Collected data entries
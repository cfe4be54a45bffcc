//! CLI integration tests
//!
//! Runs the built binary and checks output, written files and exit codes.

use std::fs;
use std::path::{Path, PathBuf};
use std::process::{Command, Output};
use tempfile::TempDir;

fn autodeploy_bin() -> PathBuf {
    PathBuf::from(env!("CARGO_BIN_EXE_autodeploy"))
}

fn fixture(name: &str) -> PathBuf {
    PathBuf::from(env!("CARGO_MANIFEST_DIR"))
        .join("tests")
        .join("fixtures")
        .join(name)
}

fn run(args: &[&str], cwd: &Path) -> Output {
    Command::new(autodeploy_bin())
        .args(args)
        .current_dir(cwd)
        .env_remove("RUST_LOG")
        .env_remove("AUTODEPLOY_OUTPUT_ROOT")
        .env_remove("AUTODEPLOY_FETCH_TIMEOUT")
        .env("AUTODEPLOY_LOG_LEVEL", "error")
        .output()
        .expect("Failed to execute autodeploy")
}

#[test]
fn test_cli_help() {
    let dir = TempDir::new().unwrap();
    let output = run(&["--help"], dir.path());

    assert!(output.status.success());
    let stdout = String::from_utf8_lossy(&output.stdout);
    assert!(stdout.contains("generate"));
    assert!(stdout.contains("inspect"));
    assert!(stdout.contains("parse"));
}

#[test]
fn test_cli_version() {
    let dir = TempDir::new().unwrap();
    let output = run(&["--version"], dir.path());

    assert!(output.status.success());
    assert!(String::from_utf8_lossy(&output.stdout).contains("autodeploy"));
}

#[test]
fn test_generate_writes_bundle() {
    let dir = TempDir::new().unwrap();
    let output = run(
        &["generate", "Deploy my Flask app on AWS using containers"],
        dir.path(),
    );

    assert_eq!(output.status.code(), Some(0), "{:?}", output);
    let bundle = dir.path().join("deployment_flask-app");
    for file in ["Dockerfile", "main.tf", "deploy.sh", "docker-compose.yml", "README.md"] {
        assert!(bundle.join(file).is_file(), "missing {file}");
    }
    let dockerfile = fs::read_to_string(bundle.join("Dockerfile")).unwrap();
    assert!(dockerfile.contains("EXPOSE 5000"));

    let stdout = String::from_utf8_lossy(&output.stdout);
    assert!(stdout.contains("Deployment Bundle"));
    assert!(stdout.contains("Written to:"));
}

#[test]
fn test_generate_json_with_local_repository() {
    let dir = TempDir::new().unwrap();
    let repo = fixture("express-api");
    let output = run(
        &[
            "generate",
            "Deploy Node.js API",
            "--repo",
            repo.to_str().unwrap(),
            "--format",
            "json",
            "--output-dir",
            dir.path().to_str().unwrap(),
        ],
        dir.path(),
    );

    assert_eq!(output.status.code(), Some(0), "{:?}", output);
    let value: serde_json::Value = serde_json::from_slice(&output.stdout).unwrap();
    assert_eq!(value["status"], "complete");
    assert_eq!(value["config"]["app_type"], "express");
    assert_eq!(value["config"]["port"], 8080);
    assert_eq!(value["evidence"]["port"], 8080);
}

#[test]
fn test_dry_run_writes_nothing() {
    let dir = TempDir::new().unwrap();
    let output = run(&["generate", "react on gcp", "--dry-run"], dir.path());

    assert_eq!(output.status.code(), Some(0));
    assert_eq!(fs::read_dir(dir.path()).unwrap().count(), 0);
    assert!(String::from_utf8_lossy(&output.stdout).contains("Dry run"));
}

#[test]
fn test_unusable_repository_is_degraded_success() {
    let dir = TempDir::new().unwrap();
    let output = run(
        &[
            "generate",
            "django on azure",
            "--repo",
            "https://gitlab.com/acme/site",
            "--format",
            "json",
            "--dry-run",
        ],
        dir.path(),
    );

    assert_eq!(output.status.code(), Some(0));
    let value: serde_json::Value = serde_json::from_slice(&output.stdout).unwrap();
    assert_eq!(value["status"], "degraded");
    assert_eq!(value["files"].as_array().unwrap().len(), 5);
    assert!(String::from_utf8_lossy(&output.stderr).contains("Warning"));
}

#[test]
fn test_blank_description_fails() {
    let dir = TempDir::new().unwrap();
    let output = run(&["generate", "   "], dir.path());
    assert_eq!(output.status.code(), Some(1));
    assert!(String::from_utf8_lossy(&output.stderr).contains("empty"));
}

#[test]
fn test_unwritable_output_dir_exits_with_two() {
    let dir = TempDir::new().unwrap();
    let blocker = dir.path().join("not-a-dir");
    fs::write(&blocker, "file").unwrap();

    let output = run(
        &[
            "generate",
            "flask on aws",
            "--output-dir",
            blocker.to_str().unwrap(),
        ],
        dir.path(),
    );
    assert_eq!(output.status.code(), Some(2));
}

#[test]
fn test_inspect_command() {
    let dir = TempDir::new().unwrap();
    let output = run(
        &[
            "inspect",
            fixture("flask-app").to_str().unwrap(),
            "--format",
            "yaml",
        ],
        dir.path(),
    );

    assert_eq!(output.status.code(), Some(0));
    let stdout = String::from_utf8_lossy(&output.stdout);
    assert!(stdout.contains("framework: flask"));
    assert!(stdout.contains("port: 8000"));
}

#[test]
fn test_inspect_missing_path_fails() {
    let dir = TempDir::new().unwrap();
    let output = run(&["inspect", "/definitely/not/here"], dir.path());
    assert_eq!(output.status.code(), Some(1));
}

#[test]
fn test_parse_command() {
    let dir = TempDir::new().unwrap();
    let output = run(
        &["parse", "Deploy my express api to gcp serverless", "-f", "json"],
        dir.path(),
    );

    assert_eq!(output.status.code(), Some(0));
    let value: serde_json::Value = serde_json::from_slice(&output.stdout).unwrap();
    assert_eq!(value["app_type"], "express");
    assert_eq!(value["cloud_provider"], "gcp");
    assert_eq!(value["deployment_mode"], "serverless");
    assert_eq!(value["port"], 3000);
}

#[test]
fn test_invalid_environment_fails() {
    let dir = TempDir::new().unwrap();
    let output = Command::new(autodeploy_bin())
        .args(["parse", "flask"])
        .current_dir(dir.path())
        .env("AUTODEPLOY_FETCH_TIMEOUT", "forever")
        .output()
        .unwrap();
    assert_eq!(output.status.code(), Some(1));
    assert!(String::from_utf8_lossy(&output.stderr).contains("AUTODEPLOY_FETCH_TIMEOUT"));
}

The task: Your answer must be the full set of records above, reproduced exactly.

Completed exercise:
repository cfe4be54a45bffcc
//! CLI integration tests
//!
//! Runs the built binary and checks output, written files and exit codes.

use std::fs;
use std::path::{Path, PathBuf};
use std::process::{Command, Output};
use tempfile::TempDir;

fn autodeploy_bin() -> PathBuf {
    PathBuf::from(env!("CARGO_BIN_EXE_autodeploy"))
}

fn fixture(name: &str) -> PathBuf {
    PathBuf::from(env!("CARGO_MANIFEST_DIR"))
        .join("tests")
        .join("fixtures")
        .join(name)
}

fn run(args: &[&str], cwd: &Path) -> Output {
    Command::new(autodeploy_bin())
        .args(args)
        .current_dir(cwd)
        .env_remove("RUST_LOG")
        .env_remove("AUTODEPLOY_OUTPUT_ROOT")
        .env_remove("AUTODEPLOY_FETCH_TIMEOUT")
        .env("AUTODEPLOY_LOG_LEVEL", "error")
        .output()
        .expect("Failed to execute autodeploy")
}

#[test]
fn test_cli_help() {
    let dir = TempDir::new().unwrap();
    let output = run(&["--help"], dir.path());

    assert!(output.status.success());
    let stdout = String::from_utf8_lossy(&output.stdout);
    assert!(stdout.contains("generate"));
    assert!(stdout.contains("inspect"));
    assert!(stdout.contains("parse"));
}

#[test]
fn test_cli_version() {
    let dir = TempDir::new().unwrap();
    let output = run(&["--version"], dir.path());

    assert!(output.status.success());
    assert!(String::from_utf8_lossy(&output.stdout).contains("autodeploy"));
}

#[test]
fn test_generate_writes_bundle() {
    let dir = TempDir::new().unwrap();
    let output = run(
        &["generate", "Deploy my Flask app on AWS using containers"],
        dir.path(),
    );

    assert_eq!(output.status.code(), Some(0), "{:?}", output);
    let bundle = dir.path().join("deployment_flask-app");
    for file in ["Dockerfile", "main.tf", "deploy.sh", "docker-compose.yml", "README.md"] {
        assert!(bundle.join(file).is_file(), "missing {file}");
    }
    let dockerfile = fs::read_to_string(bundle.join("Dockerfile")).unwrap();
    assert!(dockerfile.contains("EXPOSE 5000"));

    let stdout = String::from_utf8_lossy(&output.stdout);
    assert!(stdout.contains("Deployment Bundle"));
    assert!(stdout.contains("Written to:"));
}

#[test]
fn test_generate_json_with_local_repository() {
    let dir = TempDir::new().unwrap();
    let repo = fixture("express-api");
    let output = run(
        &[
            "generate",
            "Deploy Node.js API",
            "--repo",
            repo.to_str().unwrap(),
            "--format",
            "json",
            "--output-dir",
            dir.path().to_str().unwrap(),
        ],
        dir.path(),
    );

    assert_eq!(output.status.code(), Some(0), "{:?}", output);
    let value: serde_json::Value = serde_json::from_slice(&output.stdout).unwrap();
    assert_eq!(value["status"], "complete");
    assert_eq!(value["config"]["app_type"], "express");
    assert_eq!(value["config"]["port"], 8080);
    assert_eq!(value["evidence"]["port"], 8080);
}

#[test]
fn test_dry_run_writes_nothing() {
    let dir = TempDir::new().unwrap();
    let output = run(&["generate", "react on gcp", "--dry-run"], dir.path());

    assert_eq!(output.status.code(), Some(0));
    assert_eq!(fs::read_dir(dir.path()).unwrap().count(), 0);
    assert!(String::from_utf8_lossy(&output.stdout).contains("Dry run"));
}

#[test]
fn test_unusable_repository_is_degraded_success() {
    let dir = TempDir::new().unwrap();
    let output = run(
        &[
            "generate",
            "django on azure",
            "--repo",
            "https://gitlab.com/acme/site",
            "--format",
            "json",
            "--dry-run",
        ],
        dir.path(),
    );

    assert_eq!(output.status.code(), Some(0));
    let value: serde_json::Value = serde_json::from_slice(&output.stdout).unwrap();
    assert_eq!(value["status"], "degraded");
    assert_eq!(value["files"].as_array().unwrap().len(), 5);
    assert!(String::from_utf8_lossy(&output.stderr).contains("Warning"));
}

#[test]
fn test_blank_description_fails() {
    let dir = TempDir::new().unwrap();
    let output = run(&["generate", "   "], dir.path());
    assert_eq!(output.status.code(), Some(1));
    assert!(String::from_utf8_lossy(&output.stderr).contains("empty"));
}

#[test]
fn test_unwritable_output_dir_exits_with_two() {
    let dir = TempDir::new().unwrap();
    let blocker = dir.path().join("not-a-dir");
    fs::write(&blocker, "file").unwrap();

    let output = run(
        &[
            "generate",
            "flask on aws",
            "--output-dir",
            blocker.to_str().unwrap(),
        ],
        dir.path(),
    );
    assert_eq!(output.status.code(), Some(2));
}

#[test]
fn test_inspect_command() {
    let dir = TempDir::new().unwrap();
    let output = run(
        &[
            "inspect",
            fixture("flask-app").to_str().unwrap(),
            "--format",
            "yaml",
        ],
        dir.path(),
    );

    assert_eq!(output.status.code(), Some(0));
    let stdout = String::from_utf8_lossy(&output.stdout);
    assert!(stdout.contains("framework: flask"));
    assert!(stdout.contains("port: 8000"));
}

#[test]
fn test_inspect_missing_path_fails() {
    let dir = TempDir::new().unwrap();
    let output = run(&["inspect", "/definitely/not/here"], dir.path());
    assert_eq!(output.status.code(), Some(1));
}

#[test]
fn test_parse_command() {
    let dir = TempDir::new().unwrap();
    let output = run(
        &["parse", "Deploy my express api to gcp serverless", "-f", "json"],
        dir.path(),
    );

    assert_eq!(output.status.code(), Some(0));
    let value: serde_json::Value = serde_json::from_slice(&output.stdout).unwrap();
    assert_eq!(value["app_type"], "express");
    assert_eq!(value["cloud_provider"], "gcp");
    assert_eq!(value["deployment_mode"], "serverless");
    assert_eq!(value["port"], 3000);
}

#[test]
fn test_invalid_environment_fails() {
    let dir = TempDir::new().unwrap();
    let output = Command::new(autodeploy_bin())
        .args(["parse", "flask"])
        .current_dir(dir.path())
        .env("AUTODEPLOY_FETCH_TIMEOUT", "forever")
        .output()
        .unwrap();
    assert_eq!(output.status.code(), Some(1));
    assert!(String::from_utf8_lossy(&output.stderr).contains("AUTODEPLOY_FETCH_TIMEOUT"));
}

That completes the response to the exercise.